*PROBLEM DETAILS*:
A faithful transcription of all the records is required.

(Stored data)

+ + + + + + +

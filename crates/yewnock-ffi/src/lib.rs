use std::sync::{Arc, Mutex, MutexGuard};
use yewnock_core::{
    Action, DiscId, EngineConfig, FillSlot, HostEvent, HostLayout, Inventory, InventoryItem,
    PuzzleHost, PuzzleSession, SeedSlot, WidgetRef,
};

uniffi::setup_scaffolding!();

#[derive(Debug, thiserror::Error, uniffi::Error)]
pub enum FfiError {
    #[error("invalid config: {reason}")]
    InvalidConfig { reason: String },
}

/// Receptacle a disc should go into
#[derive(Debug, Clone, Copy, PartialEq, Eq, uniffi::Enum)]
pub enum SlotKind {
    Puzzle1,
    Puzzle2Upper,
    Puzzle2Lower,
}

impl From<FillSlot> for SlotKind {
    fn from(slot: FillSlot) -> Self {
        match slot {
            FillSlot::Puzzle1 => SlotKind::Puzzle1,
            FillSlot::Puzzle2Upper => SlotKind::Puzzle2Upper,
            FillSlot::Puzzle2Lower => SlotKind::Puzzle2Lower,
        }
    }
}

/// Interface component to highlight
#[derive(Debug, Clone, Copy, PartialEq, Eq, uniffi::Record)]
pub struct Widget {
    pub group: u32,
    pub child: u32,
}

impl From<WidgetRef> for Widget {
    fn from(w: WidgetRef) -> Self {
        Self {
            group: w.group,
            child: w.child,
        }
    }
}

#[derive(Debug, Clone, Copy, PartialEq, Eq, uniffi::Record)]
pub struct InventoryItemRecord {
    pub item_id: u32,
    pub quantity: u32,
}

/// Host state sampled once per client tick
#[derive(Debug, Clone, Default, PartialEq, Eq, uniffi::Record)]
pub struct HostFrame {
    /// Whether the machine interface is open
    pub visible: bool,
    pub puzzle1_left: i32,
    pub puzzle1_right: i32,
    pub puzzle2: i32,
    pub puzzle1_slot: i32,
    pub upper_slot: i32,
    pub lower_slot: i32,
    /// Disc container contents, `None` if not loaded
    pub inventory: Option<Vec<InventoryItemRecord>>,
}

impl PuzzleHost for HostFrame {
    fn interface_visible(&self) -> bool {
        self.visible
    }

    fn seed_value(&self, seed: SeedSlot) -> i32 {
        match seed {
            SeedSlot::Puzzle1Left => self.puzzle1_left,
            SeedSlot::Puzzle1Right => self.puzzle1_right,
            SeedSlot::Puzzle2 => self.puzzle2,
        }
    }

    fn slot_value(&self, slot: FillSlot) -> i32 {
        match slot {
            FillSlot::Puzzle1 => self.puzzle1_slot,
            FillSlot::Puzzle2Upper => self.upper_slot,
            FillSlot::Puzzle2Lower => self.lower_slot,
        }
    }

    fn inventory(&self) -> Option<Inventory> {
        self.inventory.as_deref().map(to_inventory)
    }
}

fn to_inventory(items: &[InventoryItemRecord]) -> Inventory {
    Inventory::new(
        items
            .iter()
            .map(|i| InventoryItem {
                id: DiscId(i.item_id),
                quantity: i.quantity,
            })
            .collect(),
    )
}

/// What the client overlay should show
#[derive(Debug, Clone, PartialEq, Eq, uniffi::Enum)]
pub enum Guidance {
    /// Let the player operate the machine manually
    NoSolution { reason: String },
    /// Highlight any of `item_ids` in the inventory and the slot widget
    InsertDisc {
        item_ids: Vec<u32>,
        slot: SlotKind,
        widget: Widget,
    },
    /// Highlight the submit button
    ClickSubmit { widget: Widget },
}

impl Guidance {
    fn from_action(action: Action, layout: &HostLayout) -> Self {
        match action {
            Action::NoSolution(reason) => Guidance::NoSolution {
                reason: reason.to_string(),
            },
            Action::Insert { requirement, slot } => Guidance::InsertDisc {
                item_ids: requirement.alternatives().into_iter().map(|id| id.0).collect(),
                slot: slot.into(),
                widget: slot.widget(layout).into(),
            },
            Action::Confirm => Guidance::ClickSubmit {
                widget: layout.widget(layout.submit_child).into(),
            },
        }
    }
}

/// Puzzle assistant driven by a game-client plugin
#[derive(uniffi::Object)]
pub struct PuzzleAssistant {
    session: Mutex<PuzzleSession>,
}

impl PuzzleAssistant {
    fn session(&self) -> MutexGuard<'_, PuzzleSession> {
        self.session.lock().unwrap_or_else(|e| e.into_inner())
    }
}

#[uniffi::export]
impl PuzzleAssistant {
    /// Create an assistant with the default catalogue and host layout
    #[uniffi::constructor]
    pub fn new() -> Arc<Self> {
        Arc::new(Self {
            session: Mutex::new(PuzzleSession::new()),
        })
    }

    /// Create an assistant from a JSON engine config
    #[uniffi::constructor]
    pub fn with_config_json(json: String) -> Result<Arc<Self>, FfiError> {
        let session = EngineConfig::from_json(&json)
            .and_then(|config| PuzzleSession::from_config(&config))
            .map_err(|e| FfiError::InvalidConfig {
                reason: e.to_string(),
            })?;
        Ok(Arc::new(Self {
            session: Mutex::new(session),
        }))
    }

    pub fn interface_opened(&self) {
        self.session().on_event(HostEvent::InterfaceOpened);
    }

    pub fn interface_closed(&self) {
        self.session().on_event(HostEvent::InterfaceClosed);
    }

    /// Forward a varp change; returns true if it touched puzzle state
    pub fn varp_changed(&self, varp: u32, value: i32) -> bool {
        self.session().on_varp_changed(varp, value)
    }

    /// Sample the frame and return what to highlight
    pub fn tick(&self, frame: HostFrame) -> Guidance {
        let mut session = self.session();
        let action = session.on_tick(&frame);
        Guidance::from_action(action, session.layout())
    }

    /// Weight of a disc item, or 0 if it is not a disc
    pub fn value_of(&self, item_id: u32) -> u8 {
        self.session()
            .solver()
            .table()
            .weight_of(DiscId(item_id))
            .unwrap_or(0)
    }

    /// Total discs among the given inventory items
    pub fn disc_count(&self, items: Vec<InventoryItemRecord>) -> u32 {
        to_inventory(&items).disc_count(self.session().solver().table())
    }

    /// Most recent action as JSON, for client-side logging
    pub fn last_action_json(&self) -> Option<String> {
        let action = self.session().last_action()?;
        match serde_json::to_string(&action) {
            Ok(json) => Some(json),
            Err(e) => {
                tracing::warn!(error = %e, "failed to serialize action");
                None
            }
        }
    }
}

+ + + + + + +

*EXPECTED OUTPUT*:
filename crates/yewnock-ffi/src/lib.rs
use std::sync::{Arc, Mutex, MutexGuard};
use yewnock_core::{
    Action, DiscId, EngineConfig, FillSlot, HostEvent, HostLayout, Inventory, InventoryItem,
    PuzzleHost, PuzzleSession, SeedSlot, WidgetRef,
};

uniffi::setup_scaffolding!();

#[derive(Debug, thiserror::Error, uniffi::Error)]
pub enum FfiError {
    #[error("invalid config: {reason}")]
    InvalidConfig { reason: String },
}

/// Receptacle a disc should go into
#[derive(Debug, Clone, Copy, PartialEq, Eq, uniffi::Enum)]
pub enum SlotKind {
    Puzzle1,
    Puzzle2Upper,
    Puzzle2Lower,
}

impl From<FillSlot> for SlotKind {
    fn from(slot: FillSlot) -> Self {
        match slot {
            FillSlot::Puzzle1 => SlotKind::Puzzle1,
            FillSlot::Puzzle2Upper => SlotKind::Puzzle2Upper,
            FillSlot::Puzzle2Lower => SlotKind::Puzzle2Lower,
        }
    }
}

/// Interface component to highlight
#[derive(Debug, Clone, Copy, PartialEq, Eq, uniffi::Record)]
pub struct Widget {
    pub group: u32,
    pub child: u32,
}

impl From<WidgetRef> for Widget {
    fn from(w: WidgetRef) -> Self {
        Self {
            group: w.group,
            child: w.child,
        }
    }
}

#[derive(Debug, Clone, Copy, PartialEq, Eq, uniffi::Record)]
pub struct InventoryItemRecord {
    pub item_id: u32,
    pub quantity: u32,
}

/// Host state sampled once per client tick
#[derive(Debug, Clone, Default, PartialEq, Eq, uniffi::Record)]
pub struct HostFrame {
    /// Whether the machine interface is open
    pub visible: bool,
    pub puzzle1_left: i32,
    pub puzzle1_right: i32,
    pub puzzle2: i32,
    pub puzzle1_slot: i32,
    pub upper_slot: i32,
    pub lower_slot: i32,
    /// Disc container contents, `None` if not loaded
    pub inventory: Option<Vec<InventoryItemRecord>>,
}

impl PuzzleHost for HostFrame {
    fn interface_visible(&self) -> bool {
        self.visible
    }

    fn seed_value(&self, seed: SeedSlot) -> i32 {
        match seed {
            SeedSlot::Puzzle1Left => self.puzzle1_left,
            SeedSlot::Puzzle1Right => self.puzzle1_right,
            SeedSlot::Puzzle2 => self.puzzle2,
        }
    }

    fn slot_value(&self, slot: FillSlot) -> i32 {
        match slot {
            FillSlot::Puzzle1 => self.puzzle1_slot,
            FillSlot::Puzzle2Upper => self.upper_slot,
            FillSlot::Puzzle2Lower => self.lower_slot,
        }
    }

    fn inventory(&self) -> Option<Inventory> {
        self.inventory.as_deref().map(to_inventory)
    }
}

fn to_inventory(items: &[InventoryItemRecord]) -> Inventory {
    Inventory::new(
        items
            .iter()
            .map(|i| InventoryItem {
                id: DiscId(i.item_id),
                quantity: i.quantity,
            })
            .collect(),
    )
}

/// What the client overlay should show
#[derive(Debug, Clone, PartialEq, Eq, uniffi::Enum)]
pub enum Guidance {
    /// Let the player operate the machine manually
    NoSolution { reason: String },
    /// Highlight any of `item_ids` in the inventory and the slot widget
    InsertDisc {
        item_ids: Vec<u32>,
        slot: SlotKind,
        widget: Widget,
    },
    /// Highlight the submit button
    ClickSubmit { widget: Widget },
}

impl Guidance {
    fn from_action(action: Action, layout: &HostLayout) -> Self {
        match action {
            Action::NoSolution(reason) => Guidance::NoSolution {
                reason: reason.to_string(),
            },
            Action::Insert { requirement, slot } => Guidance::InsertDisc {
                item_ids: requirement.alternatives().into_iter().map(|id| id.0).collect(),
                slot: slot.into(),
                widget: slot.widget(layout).into(),
            },
            Action::Confirm => Guidance::ClickSubmit {
                widget: layout.widget(layout.submit_child).into(),
            },
        }
    }
}

/// Puzzle assistant driven by a game-client plugin
#[derive(uniffi::Object)]
pub struct PuzzleAssistant {
    session: Mutex<PuzzleSession>,
}

impl PuzzleAssistant {
    fn session(&self) -> MutexGuard<'_, PuzzleSession> {
        self.session.lock().unwrap_or_else(|e| e.into_inner())
    }
}

#[uniffi::export]
impl PuzzleAssistant {
    /// Create an assistant with the default catalogue and host layout
    #[uniffi::constructor]
    pub fn new() -> Arc<Self> {
        Arc::new(Self {
            session: Mutex::new(PuzzleSession::new()),
        })
    }

    /// Create an assistant from a JSON engine config
    #[uniffi::constructor]
    pub fn with_config_json(json: String) -> Result<Arc<Self>, FfiError> {
        let session = EngineConfig::from_json(&json)
            .and_then(|config| PuzzleSession::from_config(&config))
            .map_err(|e| FfiError::InvalidConfig {
                reason: e.to_string(),
            })?;
        Ok(Arc::new(Self {
            session: Mutex::new(session),
        }))
    }

    pub fn interface_opened(&self) {
        self.session().on_event(HostEvent::InterfaceOpened);
    }

    pub fn interface_closed(&self) {
        self.session().on_event(HostEvent::InterfaceClosed);
    }

    /// Forward a varp change; returns true if it touched puzzle state
    pub fn varp_changed(&self, varp: u32, value: i32) -> bool {
        self.session().on_varp_changed(varp, value)
    }

    /// Sample the frame and return what to highlight
    pub fn tick(&self, frame: HostFrame) -> Guidance {
        let mut session = self.session();
        let action = session.on_tick(&frame);
        Guidance::from_action(action, session.layout())
    }

    /// Weight of a disc item, or 0 if it is not a disc
    pub fn value_of(&self, item_id: u32) -> u8 {
        self.session()
            .solver()
            .table()
            .weight_of(DiscId(item_id))
            .unwrap_or(0)
    }

    /// Total discs among the given inventory items
    pub fn disc_count(&self, items: Vec<InventoryItemRecord>) -> u32 {
        to_inventory(&items).disc_count(self.session().solver().table())
    }

    /// Most recent action as JSON, for client-side logging
    pub fn last_action_json(&self) -> Option<String> {
        let action = self.session().last_action()?;
        match serde_json::to_string(&action) {
            Ok(json) => Some(json),
            Err(e) => {
                tracing::warn!(error = %e, "failed to serialize action");
                None
            }
        }
    }
}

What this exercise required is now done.